San Francisco’s case is Coalition on Homelessness, et al. v. City and County of San Francisco, et al., U.S. District Court for the Northern District of California, No. 4:22-cv-05502. The Motion for Stay can be found here.
Johnson v. City of Grants Pass, Oregon
Relying on the Ninth Circuit’s decision in Martin v. Boise, homeless advocates filed a class action lawsuit against the City of Grants Pass, Oregon, in 2018, challenging the City’s homelessness policies. A District Court ruled against Grants Pass, which appealed the case to the Ninth Circuit U.S. Court of Appeals. The Ninth Circuit upheld the lower court’s decision and issued a decision that expanded upon its precedent in Martin v. Boise. In August 2023, the City of Grants Pass filed a Writ of Certiorari, asking the U.S. Supreme Court to review the decision. The U.S. Supreme Court agreed to take the case on January 12, 2024.
The question at issue in Grants Pass is whether generally applicable laws regulating public lodging or camping are considered “cruel and unusual” punishment, which is prohibited by the Eighth Amendment.

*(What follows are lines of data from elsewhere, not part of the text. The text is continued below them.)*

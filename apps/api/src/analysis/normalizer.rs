//! Text Normalizer — turns raw resume/JD text into a `NormalizedDocument`.
//!
//! Lowercases and tokenizes, keeps the punctuation that is part of skill names
//! (`c++`, `c#`, `node.js`, `front-end`), splits the text into sections using a
//! small table of heading aliases and falls back to a single `Body` section.

use tracing::debug;

use crate::analysis::errors::AnalysisError;
use crate::analysis::models::{DocumentKind, NormalizedDocument, Section, SectionTag, Sentence};

/// Headings longer than this are treated as content.
const MAX_HEADING_WORDS: usize = 5;

const RESUME_HEADINGS: &[(&str, SectionTag)] = &[
    ("summary", SectionTag::Summary),
    ("professional summary", SectionTag::Summary),
    ("profile", SectionTag::Summary),
    ("objective", SectionTag::Summary),
    ("about me", SectionTag::Summary),
    ("education", SectionTag::Education),
    ("academic background", SectionTag::Education),
    ("academics", SectionTag::Education),
    ("education and training", SectionTag::Education),
    ("experience", SectionTag::Experience),
    ("work experience", SectionTag::Experience),
    ("professional experience", SectionTag::Experience),
    ("employment history", SectionTag::Experience),
    ("work history", SectionTag::Experience),
    ("internships", SectionTag::Experience),
    ("internship", SectionTag::Experience),
    ("skills", SectionTag::Skills),
    ("technical skills", SectionTag::Skills),
    ("core skills", SectionTag::Skills),
    ("key skills", SectionTag::Skills),
    ("skill set", SectionTag::Skills),
    ("technologies", SectionTag::Skills),
    ("tech stack", SectionTag::Skills),
    ("projects", SectionTag::Projects),
    ("project", SectionTag::Projects),
    ("personal projects", SectionTag::Projects),
    ("academic projects", SectionTag::Projects),
    ("certifications", SectionTag::Certifications),
    ("certification", SectionTag::Certifications),
    ("certificates", SectionTag::Certifications),
    ("licenses and certifications", SectionTag::Certifications),
    ("courses", SectionTag::Certifications),
];

const JD_HEADINGS: &[(&str, SectionTag)] = &[
    ("requirements", SectionTag::Requirements),
    ("job requirements", SectionTag::Requirements),
    ("skills", SectionTag::Requirements),
    ("technical skills", SectionTag::Requirements),
    ("tech stack", SectionTag::Requirements),
    ("what were looking for", SectionTag::Requirements),
    ("qualifications", SectionTag::Qualifications),
    ("minimum qualifications", SectionTag::Qualifications),
    ("basic qualifications", SectionTag::Qualifications),
    ("education", SectionTag::Qualifications),
    ("who you are", SectionTag::Qualifications),
    ("responsibilities", SectionTag::Responsibilities),
    ("key responsibilities", SectionTag::Responsibilities),
    ("duties", SectionTag::Responsibilities),
    ("what youll do", SectionTag::Responsibilities),
    ("the role", SectionTag::Responsibilities),
    ("must have", SectionTag::MustHave),
    ("must haves", SectionTag::MustHave),
    ("required", SectionTag::MustHave),
    ("required skills", SectionTag::MustHave),
    ("mandatory", SectionTag::MustHave),
    ("mandatory skills", SectionTag::MustHave),
    ("essential", SectionTag::MustHave),
    ("essential skills", SectionTag::MustHave),
    ("nice to have", SectionTag::NiceToHave),
    ("nice to haves", SectionTag::NiceToHave),
    ("good to have", SectionTag::NiceToHave),
    ("preferred", SectionTag::NiceToHave),
    ("preferred skills", SectionTag::NiceToHave),
    ("preferred qualifications", SectionTag::NiceToHave),
    ("bonus", SectionTag::NiceToHave),
    ("bonus points", SectionTag::NiceToHave),
    ("desirable", SectionTag::NiceToHave),
    ("about", SectionTag::About),
    ("about us", SectionTag::About),
    ("about the company", SectionTag::About),
    ("who we are", SectionTag::About),
    ("benefits", SectionTag::About),
    ("perks", SectionTag::About),
];

/// Normalizes raw text. Fails only when the text is empty or whitespace.
pub fn normalize(raw: &str, kind: DocumentKind) -> Result<NormalizedDocument, AnalysisError> {
    let trimmed = raw.trim();
    if trimmed.is_empty() {
        return Err(AnalysisError::Normalization {
            kind,
            reason: "text is empty".to_string(),
        });
    }

    let mut sections: Vec<Section> = Vec::new();
    let mut current = Section {
        name: SectionTag::Body.display_name().to_string(),
        tag: SectionTag::Body,
        sentences: Vec::new(),
    };

    for line in trimmed.lines() {
        let line = line.trim();
        if line.is_empty() {
            continue;
        }

        match detect_heading(line, kind) {
            Some((tag, inline)) => {
                push_section(&mut sections, current);
                current = Section {
                    name: tag.display_name().to_string(),
                    tag,
                    sentences: Vec::new(),
                };
                if let Some(inline) = inline {
                    current.sentences.extend(split_sentences(inline));
                }
            }
            None => current.sentences.extend(split_sentences(line)),
        }
    }
    push_section(&mut sections, current);

    // Punctuation-only input still yields a (degenerate) Body section.
    if sections.is_empty() {
        sections.push(Section {
            name: SectionTag::Body.display_name().to_string(),
            tag: SectionTag::Body,
            sentences: vec![Sentence {
                text: trimmed.to_string(),
                tokens: Vec::new(),
            }],
        });
    }

    let document = NormalizedDocument::new(kind, sections);
    debug!(
        kind = %kind,
        sections = document.sections().len(),
        tokens = document.token_count(),
        "normalized document"
    );
    Ok(document)
}

fn push_section(sections: &mut Vec<Section>, section: Section) {
    if section.sentences.is_empty() {
        return;
    }
    // Repeated headings ("Skills" twice) fold into the earlier section.
    if let Some(existing) = sections
        .iter_mut()
        .find(|s| s.tag == section.tag && s.tag != SectionTag::Body)
    {
        existing.sentences.extend(section.sentences);
    } else {
        sections.push(section);
    }
}

/// Returns the section tag and any inline content after a `Heading:` prefix.
fn detect_heading(line: &str, kind: DocumentKind) -> Option<(SectionTag, Option<&str>)> {
    let (head, inline) = match line.split_once(':') {
        Some((head, rest)) => {
            let rest = rest.trim();
            (head, if rest.is_empty() { None } else { Some(rest) })
        }
        None => (line, None),
    };

    let key = heading_key(head);
    if key.is_empty() || key.split(' ').count() > MAX_HEADING_WORDS {
        return None;
    }

    let table = match kind {
        DocumentKind::Resume => RESUME_HEADINGS,
        DocumentKind::JD => JD_HEADINGS,
    };
    table
        .iter()
        .find(|(alias, _)| *alias == key)
        .map(|(_, tag)| (*tag, inline))
}

/// "## Nice-to-Have:" → "nice to have"; "What We're Looking For" → "what were looking for".
fn heading_key(head: &str) -> String {
    let cleaned: String = head
        .to_lowercase()
        .chars()
        .filter(|c| *c != '\'' && *c != '’')
        .map(|c| if c.is_alphanumeric() { c } else { ' ' })
        .collect();
    cleaned.split_whitespace().collect::<Vec<_>>().join(" ")
}

/// Splits a line on sentence punctuation followed by whitespace.
fn split_sentences(line: &str) -> Vec<Sentence> {
    let mut sentences = Vec::new();
    let mut start = 0;
    let mut chars = line.char_indices().peekable();

    while let Some((idx, c)) = chars.next() {
        let at_boundary = matches!(c, '.' | ';' | '!' | '?')
            && chars.peek().map_or(true, |(_, next)| next.is_whitespace());
        if at_boundary {
            let end = idx + c.len_utf8();
            push_sentence(&mut sentences, &line[start..end]);
            start = end;
        }
    }
    push_sentence(&mut sentences, &line[start..]);
    sentences
}

fn push_sentence(sentences: &mut Vec<Sentence>, text: &str) {
    let text = text.trim();
    let tokens = tokenize(text);
    if tokens.is_empty() {
        return;
    }
    sentences.push(Sentence {
        text: text.to_string(),
        tokens,
    });
}

// ────────────────────────────────────────────────────────────────────────────
// Token helpers (shared with the extractor and matchers)
// ────────────────────────────────────────────────────────────────────────────

/// Lowercases and splits text into tokens, keeping `+ # . - _` inside tokens.
/// `/` is a separator.
pub fn tokenize(text: &str) -> Vec<String> {
    text.to_lowercase()
        .split(|c: char| !is_token_char(c))
        .filter_map(clean_token)
        .collect()
}

fn is_token_char(c: char) -> bool {
    c.is_alphanumeric() || matches!(c, '+' | '#' | '.' | '-' | '_')
}

fn clean_token(raw: &str) -> Option<String> {
    let token = raw
        .trim_end_matches(|c: char| matches!(c, '.' | '-' | '_'))
        .trim_start_matches(|c: char| matches!(c, '-' | '_' | '+' | '#'));

    // A single leading dot survives for names like ".net".
    let token = match token.strip_prefix('.') {
        Some(rest) if rest.starts_with(|c: char| c.is_alphabetic()) => token,
        Some(rest) => rest.trim_start_matches('.'),
        None => token,
    };

    if token.chars().any(char::is_alphanumeric) {
        Some(token.to_string())
    } else {
        None
    }
}

/// Separator-insensitive comparison key: "Node.js", "node js" and "NodeJS"
/// all fold to "nodejs". `+` and `#` are kept so "c++" and "c#" stay distinct.
pub fn fold(text: &str) -> String {
    text.chars()
        .filter(|c| c.is_alphanumeric() || matches!(c, '+' | '#'))
        .flat_map(char::to_lowercase)
        .collect()
}

/// Folds a run of tokens into a single key.
pub fn fold_tokens(tokens: &[String]) -> String {
    tokens.iter().map(|t| fold(t)).collect()
}
//! Narrative feedback: an optional model-written summary of one evaluation.
//!
//! The ranked `feedback` lines stay the traceable output of the engine; a
//! narrator only rephrases them for a candidate. The engine holds an
//! `Option<Arc<dyn FeedbackProvider>>`, bounds each call by the provider
//! timeout and drops the narrative when the call fails.

use async_trait::async_trait;

use crate::analysis::models::{MissingSkill, Verdict};
use crate::similarity::ProviderError;

pub mod http;
pub mod prompts;

pub use http::HttpChatClient;

/// What a narrator is told about one evaluation. Raw resume text is never
/// included.
#[derive(Debug, Clone)]
pub struct NarrativeRequest {
    pub role_title: Option<String>,
    pub score: u8,
    pub verdict: Verdict,
    pub matched_skills: Vec<String>,
    pub missing_skills: Vec<MissingSkill>,
    /// Ranked feedback lines, most important first.
    pub feedback: Vec<String>,
}

#[async_trait]
pub trait FeedbackProvider: Send + Sync {
    /// Backend label, recorded in logs and on `/health`.
    fn name(&self) -> &'static str;

    async fn summarize(&self, request: &NarrativeRequest) -> Result<String, ProviderError>;
}
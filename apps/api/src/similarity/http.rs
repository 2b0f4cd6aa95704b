/// HTTP embedding client for OpenAI-compatible `/embeddings` endpoints.
///
/// The only module that talks to a remote embedding service. Batches all
/// texts of one call into a single request and retries 429/5xx responses
/// with exponential backoff. The orchestrator's timeout bounds the total.
use std::time::Duration;

use async_trait::async_trait;
use reqwest::Client;
use serde::{Deserialize, Serialize};
use tracing::{debug, warn};

use super::{EmbeddingProvider, ProviderError};

const MAX_RETRIES: u32 = 3;
const RETRY_BASE_MS: u64 = 200;
const REQUEST_TIMEOUT: Duration = Duration::from_secs(30);

#[derive(Debug, Serialize)]
struct EmbeddingRequest<'a> {
    model: &'a str,
    input: &'a [String],
}

#[derive(Debug, Deserialize)]
struct EmbeddingResponse {
    data: Vec<EmbeddingDatum>,
}

#[derive(Debug, Deserialize)]
struct EmbeddingDatum {
    #[serde(default)]
    index: usize,
    embedding: Vec<f32>,
}

#[derive(Debug, Deserialize)]
struct ApiErrorEnvelope {
    error: ApiErrorBody,
}

#[derive(Debug, Deserialize)]
struct ApiErrorBody {
    message: String,
}

#[derive(Clone)]
pub struct HttpEmbeddingClient {
    client: Client,
    url: String,
    model: String,
    api_key: Option<String>,
}

impl HttpEmbeddingClient {
    pub fn new(
        url: impl Into<String>,
        model: impl Into<String>,
        api_key: Option<String>,
    ) -> Result<Self, ProviderError> {
        let client = Client::builder().timeout(REQUEST_TIMEOUT).build()?;
        Ok(Self {
            client,
            url: url.into(),
            model: model.into(),
            api_key,
        })
    }

    async fn request(&self, texts: &[String]) -> Result<Vec<Vec<f32>>, ProviderError> {
        let body = EmbeddingRequest {
            model: &self.model,
            input: texts,
        };

        let mut last_error: Option<ProviderError> = None;

        for attempt in 0..MAX_RETRIES {
            if attempt > 0 {
                let delay = Duration::from_millis(RETRY_BASE_MS * (1 << (attempt - 1)));
                warn!(
                    attempt,
                    delay_ms = delay.as_millis() as u64,
                    "embedding request failed, retrying"
                );
                tokio::time::sleep(delay).await;
            }

            let mut builder = self.client.post(&self.url).json(&body);
            if let Some(key) = &self.api_key {
                builder = builder.bearer_auth(key);
            }

            let response = match builder.send().await {
                Ok(r) => r,
                Err(e) => {
                    last_error = Some(ProviderError::Http(e));
                    continue;
                }
            };

            let status = response.status();

            if status.as_u16() == 429 || status.is_server_error() {
                let message = response.text().await.unwrap_or_default();
                warn!(%status, "embedding API returned a retryable status");
                last_error = Some(ProviderError::Api {
                    status: status.as_u16(),
                    message,
                });
                continue;
            }

            let text = response.text().await?;

            if !status.is_success() {
                return Err(ProviderError::Api {
                    status: status.as_u16(),
                    message: api_error_message(text),
                });
            }

            let vectors = parse_embeddings(&text, texts.len())?;
            debug!(inputs = texts.len(), model = %self.model, "embedding request succeeded");
            return Ok(vectors);
        }

        Err(last_error.unwrap_or_else(|| {
            ProviderError::Unavailable(format!("no response after {MAX_RETRIES} attempts"))
        }))
    }
}

#[async_trait]
impl EmbeddingProvider for HttpEmbeddingClient {
    fn name(&self) -> &'static str {
        "http"
    }

    async fn embed(&self, text: &str) -> Result<Vec<f32>, ProviderError> {
        let mut vectors = self.request(&[text.to_string()]).await?;
        vectors.pop().ok_or(ProviderError::Incomplete {
            expected: 1,
            got: 0,
        })
    }

    async fn embed_batch(&self, texts: &[String]) -> Result<Vec<Vec<f32>>, ProviderError> {
        if texts.is_empty() {
            return Ok(Vec::new());
        }
        self.request(texts).await
    }
}

/// Vectors in input order. Servers may return `data` in any order.
fn parse_embeddings(body: &str, expected: usize) -> Result<Vec<Vec<f32>>, ProviderError> {
    let mut response: EmbeddingResponse = serde_json::from_str(body)?;
    if response.data.len() != expected {
        return Err(ProviderError::Incomplete {
            expected,
            got: response.data.len(),
        });
    }
    response.data.sort_by_key(|d| d.index);
    Ok(response.data.into_iter().map(|d| d.embedding).collect())
}

/// Nested `error.message` when the body is an API error envelope.
pub(crate) fn api_error_message(body: String) -> String {
    serde_json::from_str::<ApiErrorEnvelope>(&body)
        .map(|e| e.error.message)
        .unwrap_or(body)
}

San Francisco, along with dozens of other state and local governments across the Ninth Circuit, submitted an amicus brief in Grants Pass. San Francisco’s brief argued that it does not make sense to criminally prosecute homeless individuals for sleeping on public property when they have no other place to go, but that in Grants Pass the Ninth Circuit misapplied the law and has left cities without the necessary tools to address homelessness and keep streets safe and accessible.
The U.S. Supreme Court will issue a decision in Grants Pass during this term, which ends in June 2024. The City is seeking a stay of its litigation until 60 days after the U.S. Supreme Court issues its decision, giving both parties sufficient time to assess the impact of the decision.
The case is City of Grants Pass, Oregon v. Johnson, U.S. Supreme Court, Case No. 23-175.